Sabtu, 16 Maret 2019

Naruto di Perpustakaan Sekolah


Berhubung tema serangan udara ke 2 yang diadakan oleh Pustakawan Blogger salah satunya adalah tentang perpustakaan dan inklusi sosial, rasanya sayang jika melewatkan tema ini. kebetulan saya punya beberapa pengalaman tentang murid-murid inklusi.
Mungkin jika perpustakaan daerah, yang dimaksud dengan inklusi sosial adalah semacam penyetaraan kesempatan untuk semua masyarakat. Nah, agak mirip dengan konsep di sekolah. Kebetulan sekolah kami, salah satu sekolah yang berbasis inklusi, yang artinya sekolah menerima semua tipe siswa untuk belajar di sekolah. Untuk lebih lengkapnya tentang sekolah inklusi, bisa klik LINK ini.
Berikut ini adalah salah satu cerita bersama seorang murid yang istimewa dan memberikan kenangan pada perpustakaan sekolah. Nama-nama yang dijabarkan di sini sudah disamarkan semua.
Setiap ajaran baru, ada saja murid-murid ‘istimewa’. Salah satunya adalah Redo. Dia mengalami semacam trauma karena suatu keadaan saat masih SMP. Masuk SMA sebenarnya jiwanya belum stabil. Kalau ditanya suka nggak nyambung. Dan tatapannya sering kosong.

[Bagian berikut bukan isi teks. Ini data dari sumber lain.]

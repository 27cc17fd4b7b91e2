//! Integration tests for the async store adapter.

use stowage_core::{
    open_database, BatchOutcome, CollectionSpec, Database, IndexSpec, Key, MigrationPlan, SchemaStep,
    StoreError, Value,
};
use stowage_host::{HostErrorKind, MemoryHost};

fn schema() -> MigrationPlan {
    let mut plan = MigrationPlan::new();
    plan.register(Box::new(
        SchemaStep::new(1, "initial")
            .collection(
                CollectionSpec::new("people", "id")
                    .auto_increment()
                    .index(IndexSpec::new("by_city", "city"))
                    .index(IndexSpec::new("by_email", "email").unique()),
            )
            .collection(CollectionSpec::new("tags", "name"))
            .collection(CollectionSpec::out_of_line("settings")),
    ))
    .unwrap();
    plan
}

async fn open() -> Database<MemoryHost> {
    open_database(&MemoryHost::new(), "adapter", 1, &schema())
        .await
        .unwrap()
}

fn person(name: &str, age: i64) -> Value {
    Value::object([("name", Value::from(name)), ("age", Value::from(age))])
}

#[tokio::test]
async fn add_then_get_returns_record_with_generated_key() {
    let db = open().await;
    let record = person("A", 1);

    let key = db.add("people", record.clone()).await.unwrap();
    let stored = db.get("people", key.clone()).await.unwrap().unwrap();

    let mut expected = record;
    expected.set("id", key.to_value()).unwrap();
    assert_eq!(stored, expected);
}

#[tokio::test]
async fn get_all_returns_every_added_record() {
    let db = open().await;
    for i in 0..5 {
        db.add("people", person(&format!("p{i}"), i)).await.unwrap();
    }

    let all = db.get_all("people").await.unwrap();
    assert_eq!(all.len(), 5);
    assert_eq!(db.count("people").await.unwrap(), 5);
    let ids: Vec<_> = all.iter().map(|r| r.get("id").cloned()).collect();
    assert_eq!(ids, (1..=5).map(|i| Some(Value::from(i))).collect::<Vec<_>>());
}

#[tokio::test]
async fn update_merges_patch() {
    let db = open().await;
    let key = db.add("people", person("A", 1)).await.unwrap();

    let updated = db
        .update("people", key.clone(), Value::object([("age", Value::from(2))]))
        .await
        .unwrap();

    let mut expected = person("A", 2);
    expected.set("id", key.to_value()).unwrap();
    assert_eq!(updated, expected);
    assert_eq!(db.get("people", key).await.unwrap(), Some(expected));
}

#[tokio::test]
async fn update_adds_new_fields_and_keeps_others() {
    let db = open().await;
    let key = db.add("people", person("A", 1)).await.unwrap();

    let updated = db
        .update("people", key, Value::object([("city", Value::from("Oslo"))]))
        .await
        .unwrap();

    assert_eq!(updated.get("name"), Some(&Value::from("A")));
    assert_eq!(updated.get("age"), Some(&Value::from(1)));
    assert_eq!(updated.get("city"), Some(&Value::from("Oslo")));
}

#[tokio::test]
async fn update_missing_record_is_not_found() {
    let db = open().await;

    let err = db
        .update("people", 42, Value::object([("age", Value::from(2))]))
        .await
        .unwrap_err();

    assert!(matches!(err, StoreError::NotFound { ref key, .. } if *key == Key::Integer(42)));
    assert_eq!(db.count("people").await.unwrap(), 0);
}

#[tokio::test]
async fn update_rejects_bad_patches() {
    let db = open().await;
    let key = db.add("people", person("A", 1)).await.unwrap();

    let err = db.update("people", key.clone(), Value::from(3)).await.unwrap_err();
    assert!(err.is_adapter());
    assert_eq!(err.host_kind(), Some(HostErrorKind::Data));

    let err = db
        .update("people", key.clone(), Value::object([("id", Value::from(99))]))
        .await
        .unwrap_err();
    assert!(err.is_adapter());

    // restating the same key is allowed
    db.update("people", key.clone(), Value::object([("id", key.to_value())]))
        .await
        .unwrap();
}

#[tokio::test]
async fn update_with_out_of_line_keys() {
    let db = open().await;
    db.put_with_key("settings", "ui", Value::object([("theme", Value::from("light"))]))
        .await
        .unwrap();

    let updated = db
        .update("settings", "ui", Value::object([("font", Value::from(12))]))
        .await
        .unwrap();

    assert_eq!(updated.get("theme"), Some(&Value::from("light")));
    assert_eq!(db.get("settings", "ui").await.unwrap(), Some(updated));
}

#[tokio::test]
async fn delete_then_get_is_none() {
    let db = open().await;
    let key = db.add("people", person("A", 1)).await.unwrap();

    db.delete("people", key.clone()).await.unwrap();
    assert_eq!(db.get("people", key).await.unwrap(), None);
}

#[tokio::test]
async fn delete_missing_key_succeeds() {
    let db = open().await;
    db.delete("people", 12345).await.unwrap();
    db.delete("settings", "never-stored").await.unwrap();
}

#[tokio::test]
async fn duplicate_in_line_key_is_reported() {
    let db = open().await;
    let tag = Value::object([("name", Value::from("rust"))]);
    db.add("tags", tag.clone()).await.unwrap();

    let err = db.add("tags", tag).await.unwrap_err();

    match err {
        StoreError::DuplicateKey {
            collection, key, ..
        } => {
            assert_eq!(collection, "tags");
            assert_eq!(key, Some(Key::from("rust")));
        }
        other => panic!("expected duplicate key, got {other:?}"),
    }
}

#[tokio::test]
async fn duplicate_out_of_line_key_is_reported() {
    let db = open().await;
    db.add_with_key("settings", "ui", Value::from(1)).await.unwrap();

    let err = db
        .add_with_key("settings", "ui", Value::from(2))
        .await
        .unwrap_err();

    assert!(err.is_duplicate_key());
    assert_eq!(db.get("settings", "ui").await.unwrap(), Some(Value::from(1)));
}

#[tokio::test]
async fn unique_index_violation_on_add_is_duplicate_key() {
    let db = open().await;
    let mut first = person("A", 1);
    first.set("email", Value::from("a@x")).unwrap();
    let mut second = person("B", 2);
    second.set("email", Value::from("a@x")).unwrap();

    db.add("people", first).await.unwrap();
    let err = db.add("people", second).await.unwrap_err();

    assert!(err.is_duplicate_key());
    assert_eq!(db.count("people").await.unwrap(), 1);
}

#[tokio::test]
async fn put_replaces_without_duplicate_error() {
    let db = open().await;
    let tag = Value::object([("name", Value::from("rust")), ("uses", Value::from(1))]);
    db.put("tags", tag).await.unwrap();

    let replaced = Value::object([("name", Value::from("rust")), ("uses", Value::from(2))]);
    let key = db.put("tags", replaced.clone()).await.unwrap();

    assert_eq!(key, Key::from("rust"));
    assert_eq!(db.get_all("tags").await.unwrap(), vec![replaced]);
}

#[tokio::test]
async fn index_lookup_returns_matching_records() {
    let db = open().await;
    for (name, city) in [("A", "Oslo"), ("B", "Lima"), ("C", "Oslo")] {
        let mut record = person(name, 1);
        record.set("city", Value::from(city)).unwrap();
        db.add("people", record).await.unwrap();
    }
    db.add("people", person("NoCity", 1)).await.unwrap();

    let oslo = db.get_all_by_index("people", "by_city", "Oslo").await.unwrap();
    let names: Vec<_> = oslo.iter().filter_map(|r| r.get("name").cloned()).collect();
    assert_eq!(names, vec![Value::from("A"), Value::from("C")]);

    assert!(db
        .get_all_by_index("people", "by_city", "Paris")
        .await
        .unwrap()
        .is_empty());
    let err = db
        .get_all_by_index("people", "no_such_index", "x")
        .await
        .unwrap_err();
    assert_eq!(err.host_kind(), Some(HostErrorKind::NotFound));
}

#[tokio::test]
async fn unknown_collection_is_an_adapter_error() {
    let db = open().await;

    let err = db.get_all("missing").await.unwrap_err();

    assert!(err.is_adapter());
    assert_eq!(err.host_kind(), Some(HostErrorKind::NotFound));
}

#[tokio::test]
async fn invalid_key_is_an_adapter_error() {
    let db = open().await;
    let record = Value::object([("name", Value::from(true))]);

    let err = db.add("tags", record).await.unwrap_err();

    assert!(err.is_adapter());
    assert_eq!(err.host_kind(), Some(HostErrorKind::Data));
}

#[tokio::test]
async fn mutating_after_add_does_not_change_stored_record() {
    let db = open().await;
    let mut record = person("A", 1);
    let key = db.add("people", record.clone()).await.unwrap();

    record.set("age", Value::from(100)).unwrap();

    let stored = db.get("people", key).await.unwrap().unwrap();
    assert_eq!(stored.get("age"), Some(&Value::from(1)));
}

#[tokio::test]
async fn batch_commits_all_writes() {
    let db = open().await;
    let existing = db.add("people", person("Old", 1)).await.unwrap();

    let outcomes = db
        .batch()
        .add("people", person("New", 2))
        .put("tags", Value::object([("name", Value::from("t"))]))
        .put_with_key("settings", "mode", Value::from("dark"))
        .delete("people", existing.clone())
        .commit()
        .await
        .unwrap();

    assert_eq!(
        outcomes,
        vec![
            BatchOutcome::Stored(Key::Integer(2)),
            BatchOutcome::Stored(Key::from("t")),
            BatchOutcome::Stored(Key::from("mode")),
            BatchOutcome::Deleted,
        ]
    );
    assert_eq!(db.get("people", existing).await.unwrap(), None);
    assert_eq!(db.count("people").await.unwrap(), 1);
}

#[tokio::test]
async fn failing_batch_applies_nothing() {
    let db = open().await;
    db.add_with_key("settings", "taken", Value::from(1)).await.unwrap();

    let err = db
        .batch()
        .add("people", person("Ghost", 1))
        .add_with_key("settings", "taken", Value::from(2))
        .put_with_key("settings", "other", Value::from(3))
        .commit()
        .await
        .unwrap_err();

    assert!(err.is_duplicate_key());
    assert_eq!(db.count("people").await.unwrap(), 0);
    assert_eq!(db.get("settings", "other").await.unwrap(), None);
    assert_eq!(db.get("settings", "taken").await.unwrap(), Some(Value::from(1)));
}

#[tokio::test]
async fn empty_batch_is_a_no_op() {
    let db = open().await;
    let batch = db.batch();
    assert!(batch.is_empty());
    assert!(batch.commit().await.unwrap().is_empty());
}

#[tokio::test]
async fn operations_after_close_are_connection_errors() {
    let db = open().await;
    let clone = db.clone();
    db.add("people", person("A", 1)).await.unwrap();

    db.close();
    db.close();

    assert!(clone.is_closed());
    assert!(clone.get_all("people").await.unwrap_err().is_connection());
    assert!(clone.add("people", person("B", 2)).await.unwrap_err().is_connection());
    assert!(db.delete("people", 1).await.unwrap_err().is_connection());
    assert!(db
        .batch()
        .delete("people", 1)
        .commit()
        .await
        .unwrap_err()
        .is_connection());
}

#[tokio::test]
async fn collection_names_list_schema() {
    let db = open().await;
    assert_eq!(db.collection_names(), vec!["people", "settings", "tags"]);
    assert_eq!(db.name(), "adapter");
    assert_eq!(db.version(), 1);
}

Waktu itu ajaran baru tahun 2014, yang artinya murid baru yang masuk tahun itu adalah murid-murid ‘percobaan’ Kurikulum 2013. Ganti kurikulum, artinya ganti buku pelajaran. Dan bisa dipastikan bakal lembur bagi pustawakan sekolah menjelang ajaran semester baru datang. Karena itu adalah tahun keempat bekerja di sekolah, artinya sudah mulai banyak murid yang bisa dipercaya untuk membantu pengolahan buku-buku di perpustakaan, jadi seminggu pertama saat ajaran baru yang biasanya belum aktif belajar karena banyaknya murid yang menjadi panitia saat MOS tiba, saya manfaatkan untuk mengajak murid-murid unyu untuk membantu pengolahan buku baru sampai sore, apalagi waktu itu belum punya teman di ruangan yang artinya semua masih dikerjakan sendiri layaknya tukang sate. Dan murid-murid unyu biasanya bahagia kalo diajak kerja gotong royong ama pustakawannya ini. Apalagi kalo di foto kemudian di posting di media, ada semacam kebanggaan sendiri bagi mereka.
Di saat jam gotong royong itu pas lewat jam sekolah yang artinya menjelang sore, apalagi kala itu bulan Ramadhan yang artinya daripada gabut nggak jelas ya mending bantuin pustkawannya ini ngolah buku. Tiba-tiba ada seorang remaja laki-laki berkaus merah dan mengenakan celana pendek krem, dengan permen lolipop di tangan, menyerocos nggak jelas dan masuk ke perpustakaan sekolah. Dia langsung duduk di pojokan perpustakaan, dan masih bergumam nggak jelas karena sambil mengemut lolipop yang ada di tangannya.
Lalu ada seorang murid cewek, Novi yang kebetulan memang panitia MOS kala itu, langsung berbisik pada saya jika anak itu yang diperbincangkan selama MOS. Siapa dia? Redo namanya. Harusnya dia sudah lulus SMA, tapi karena terkena goncangan hebat saat lulus SMP, dia sempat berhenti sekolah selama tiga tahun. Jadi di saat teman-temannya sudah lulus SMA tahun itu, dia baru masuk SMA.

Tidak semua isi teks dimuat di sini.